◆ **ACTIVITY**
Here are some entries; quote each one exactly.

◆ **INPUT DATA**

▶

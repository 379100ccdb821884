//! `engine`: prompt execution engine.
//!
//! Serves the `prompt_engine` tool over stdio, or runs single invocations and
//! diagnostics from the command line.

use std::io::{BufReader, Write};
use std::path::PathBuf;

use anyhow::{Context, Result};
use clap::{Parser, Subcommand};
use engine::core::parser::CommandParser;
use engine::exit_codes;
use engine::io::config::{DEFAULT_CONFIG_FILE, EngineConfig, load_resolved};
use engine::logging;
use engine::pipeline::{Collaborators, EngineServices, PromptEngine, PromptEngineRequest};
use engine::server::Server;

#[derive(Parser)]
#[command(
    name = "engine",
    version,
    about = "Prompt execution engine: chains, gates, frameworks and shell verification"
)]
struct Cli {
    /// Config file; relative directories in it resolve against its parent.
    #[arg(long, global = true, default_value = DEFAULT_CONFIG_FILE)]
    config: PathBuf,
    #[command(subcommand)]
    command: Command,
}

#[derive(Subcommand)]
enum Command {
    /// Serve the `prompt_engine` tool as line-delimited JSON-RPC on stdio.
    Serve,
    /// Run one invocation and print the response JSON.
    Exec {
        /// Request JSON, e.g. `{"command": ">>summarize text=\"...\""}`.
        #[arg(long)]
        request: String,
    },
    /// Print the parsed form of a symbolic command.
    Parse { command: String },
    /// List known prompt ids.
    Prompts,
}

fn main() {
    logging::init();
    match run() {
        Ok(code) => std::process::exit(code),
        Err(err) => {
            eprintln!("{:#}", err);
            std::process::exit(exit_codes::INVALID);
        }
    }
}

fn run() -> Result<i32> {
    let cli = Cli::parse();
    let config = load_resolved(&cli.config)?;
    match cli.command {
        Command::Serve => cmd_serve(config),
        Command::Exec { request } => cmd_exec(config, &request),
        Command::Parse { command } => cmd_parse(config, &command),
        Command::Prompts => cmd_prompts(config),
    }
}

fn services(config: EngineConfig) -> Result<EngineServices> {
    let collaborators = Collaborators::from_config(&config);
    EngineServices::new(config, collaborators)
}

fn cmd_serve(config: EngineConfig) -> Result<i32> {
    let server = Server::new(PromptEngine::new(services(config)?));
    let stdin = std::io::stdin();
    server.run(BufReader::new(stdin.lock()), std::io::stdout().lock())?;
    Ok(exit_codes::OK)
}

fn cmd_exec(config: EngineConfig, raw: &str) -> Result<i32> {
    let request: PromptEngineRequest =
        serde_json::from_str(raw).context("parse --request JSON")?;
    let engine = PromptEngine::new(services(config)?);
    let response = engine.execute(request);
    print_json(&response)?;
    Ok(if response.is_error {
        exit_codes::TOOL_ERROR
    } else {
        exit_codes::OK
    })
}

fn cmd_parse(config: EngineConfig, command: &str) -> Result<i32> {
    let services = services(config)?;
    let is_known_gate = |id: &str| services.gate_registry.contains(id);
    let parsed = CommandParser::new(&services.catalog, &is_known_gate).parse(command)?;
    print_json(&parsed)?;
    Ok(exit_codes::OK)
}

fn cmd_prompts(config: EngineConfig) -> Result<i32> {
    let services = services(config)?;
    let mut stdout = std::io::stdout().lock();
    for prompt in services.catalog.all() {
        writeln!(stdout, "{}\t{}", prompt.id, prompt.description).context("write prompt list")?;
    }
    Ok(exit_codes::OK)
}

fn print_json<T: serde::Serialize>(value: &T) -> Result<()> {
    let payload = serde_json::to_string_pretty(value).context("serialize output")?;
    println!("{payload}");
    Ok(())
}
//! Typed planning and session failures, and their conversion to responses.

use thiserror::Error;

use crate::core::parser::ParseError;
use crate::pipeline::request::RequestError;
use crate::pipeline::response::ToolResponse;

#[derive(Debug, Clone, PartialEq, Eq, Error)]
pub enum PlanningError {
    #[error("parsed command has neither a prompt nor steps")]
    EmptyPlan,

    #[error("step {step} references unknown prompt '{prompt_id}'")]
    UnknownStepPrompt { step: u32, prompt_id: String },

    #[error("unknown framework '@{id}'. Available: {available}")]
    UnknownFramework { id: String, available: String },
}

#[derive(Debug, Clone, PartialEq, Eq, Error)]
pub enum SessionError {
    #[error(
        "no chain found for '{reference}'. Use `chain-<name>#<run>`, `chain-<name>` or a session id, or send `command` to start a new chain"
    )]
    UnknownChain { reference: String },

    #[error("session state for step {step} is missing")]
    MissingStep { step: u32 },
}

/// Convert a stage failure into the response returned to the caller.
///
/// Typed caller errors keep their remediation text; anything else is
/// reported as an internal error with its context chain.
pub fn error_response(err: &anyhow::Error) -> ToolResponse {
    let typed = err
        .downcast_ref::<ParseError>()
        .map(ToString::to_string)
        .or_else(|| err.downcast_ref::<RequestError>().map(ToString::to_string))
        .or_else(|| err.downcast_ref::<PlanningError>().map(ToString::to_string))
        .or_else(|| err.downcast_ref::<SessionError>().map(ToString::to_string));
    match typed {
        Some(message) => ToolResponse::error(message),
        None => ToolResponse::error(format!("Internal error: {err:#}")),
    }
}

◀

◆ **SOLUTION TO THIS PROBLEM**
repository 379100ccdb821884
//! `engine`: prompt execution engine.
//!
//! Serves the `prompt_engine` tool over stdio, or runs single invocations and
//! diagnostics from the command line.

use std::io::{BufReader, Write};
use std::path::PathBuf;

use anyhow::{Context, Result};
use clap::{Parser, Subcommand};
use engine::core::parser::CommandParser;
use engine::exit_codes;
use engine::io::config::{DEFAULT_CONFIG_FILE, EngineConfig, load_resolved};
use engine::logging;
use engine::pipeline::{Collaborators, EngineServices, PromptEngine, PromptEngineRequest};
use engine::server::Server;

#[derive(Parser)]
#[command(
    name = "engine",
    version,
    about = "Prompt execution engine: chains, gates, frameworks and shell verification"
)]
struct Cli {
    /// Config file; relative directories in it resolve against its parent.
    #[arg(long, global = true, default_value = DEFAULT_CONFIG_FILE)]
    config: PathBuf,
    #[command(subcommand)]
    command: Command,
}

#[derive(Subcommand)]
enum Command {
    /// Serve the `prompt_engine` tool as line-delimited JSON-RPC on stdio.
    Serve,
    /// Run one invocation and print the response JSON.
    Exec {
        /// Request JSON, e.g. `{"command": ">>summarize text=\"...\""}`.
        #[arg(long)]
        request: String,
    },
    /// Print the parsed form of a symbolic command.
    Parse { command: String },
    /// List known prompt ids.
    Prompts,
}

fn main() {
    logging::init();
    match run() {
        Ok(code) => std::process::exit(code),
        Err(err) => {
            eprintln!("{:#}", err);
            std::process::exit(exit_codes::INVALID);
        }
    }
}

fn run() -> Result<i32> {
    let cli = Cli::parse();
    let config = load_resolved(&cli.config)?;
    match cli.command {
        Command::Serve => cmd_serve(config),
        Command::Exec { request } => cmd_exec(config, &request),
        Command::Parse { command } => cmd_parse(config, &command),
        Command::Prompts => cmd_prompts(config),
    }
}

fn services(config: EngineConfig) -> Result<EngineServices> {
    let collaborators = Collaborators::from_config(&config);
    EngineServices::new(config, collaborators)
}

fn cmd_serve(config: EngineConfig) -> Result<i32> {
    let server = Server::new(PromptEngine::new(services(config)?));
    let stdin = std::io::stdin();
    server.run(BufReader::new(stdin.lock()), std::io::stdout().lock())?;
    Ok(exit_codes::OK)
}

fn cmd_exec(config: EngineConfig, raw: &str) -> Result<i32> {
    let request: PromptEngineRequest =
        serde_json::from_str(raw).context("parse --request JSON")?;
    let engine = PromptEngine::new(services(config)?);
    let response = engine.execute(request);
    print_json(&response)?;
    Ok(if response.is_error {
        exit_codes::TOOL_ERROR
    } else {
        exit_codes::OK
    })
}

fn cmd_parse(config: EngineConfig, command: &str) -> Result<i32> {
    let services = services(config)?;
    let is_known_gate = |id: &str| services.gate_registry.contains(id);
    let parsed = CommandParser::new(&services.catalog, &is_known_gate).parse(command)?;
    print_json(&parsed)?;
    Ok(exit_codes::OK)
}

fn cmd_prompts(config: EngineConfig) -> Result<i32> {
    let services = services(config)?;
    let mut stdout = std::io::stdout().lock();
    for prompt in services.catalog.all() {
        writeln!(stdout, "{}\t{}", prompt.id, prompt.description).context("write prompt list")?;
    }
    Ok(exit_codes::OK)
}

fn print_json<T: serde::Serialize>(value: &T) -> Result<()> {
    let payload = serde_json::to_string_pretty(value).context("serialize output")?;
    println!("{payload}");
    Ok(())
}
//! Typed planning and session failures, and their conversion to responses.

use thiserror::Error;

use crate::core::parser::ParseError;
use crate::pipeline::request::RequestError;
use crate::pipeline::response::ToolResponse;

#[derive(Debug, Clone, PartialEq, Eq, Error)]
pub enum PlanningError {
    #[error("parsed command has neither a prompt nor steps")]
    EmptyPlan,

    #[error("step {step} references unknown prompt '{prompt_id}'")]
    UnknownStepPrompt { step: u32, prompt_id: String },

    #[error("unknown framework '@{id}'. Available: {available}")]
    UnknownFramework { id: String, available: String },
}

#[derive(Debug, Clone, PartialEq, Eq, Error)]
pub enum SessionError {
    #[error(
        "no chain found for '{reference}'. Use `chain-<name>#<run>`, `chain-<name>` or a session id, or send `command` to start a new chain"
    )]
    UnknownChain { reference: String },

    #[error("session state for step {step} is missing")]
    MissingStep { step: u32 },
}

/// Convert a stage failure into the response returned to the caller.
///
/// Typed caller errors keep their remediation text; anything else is
/// reported as an internal error with its context chain.
pub fn error_response(err: &anyhow::Error) -> ToolResponse {
    let typed = err
        .downcast_ref::<ParseError>()
        .map(ToString::to_string)
        .or_else(|| err.downcast_ref::<RequestError>().map(ToString::to_string))
        .or_else(|| err.downcast_ref::<PlanningError>().map(ToString::to_string))
        .or_else(|| err.downcast_ref::<SessionError>().map(ToString::to_string));
    match typed {
        Some(message) => ToolResponse::error(message),
        None => ToolResponse::error(format!("Internal error: {err:#}")),
    }
}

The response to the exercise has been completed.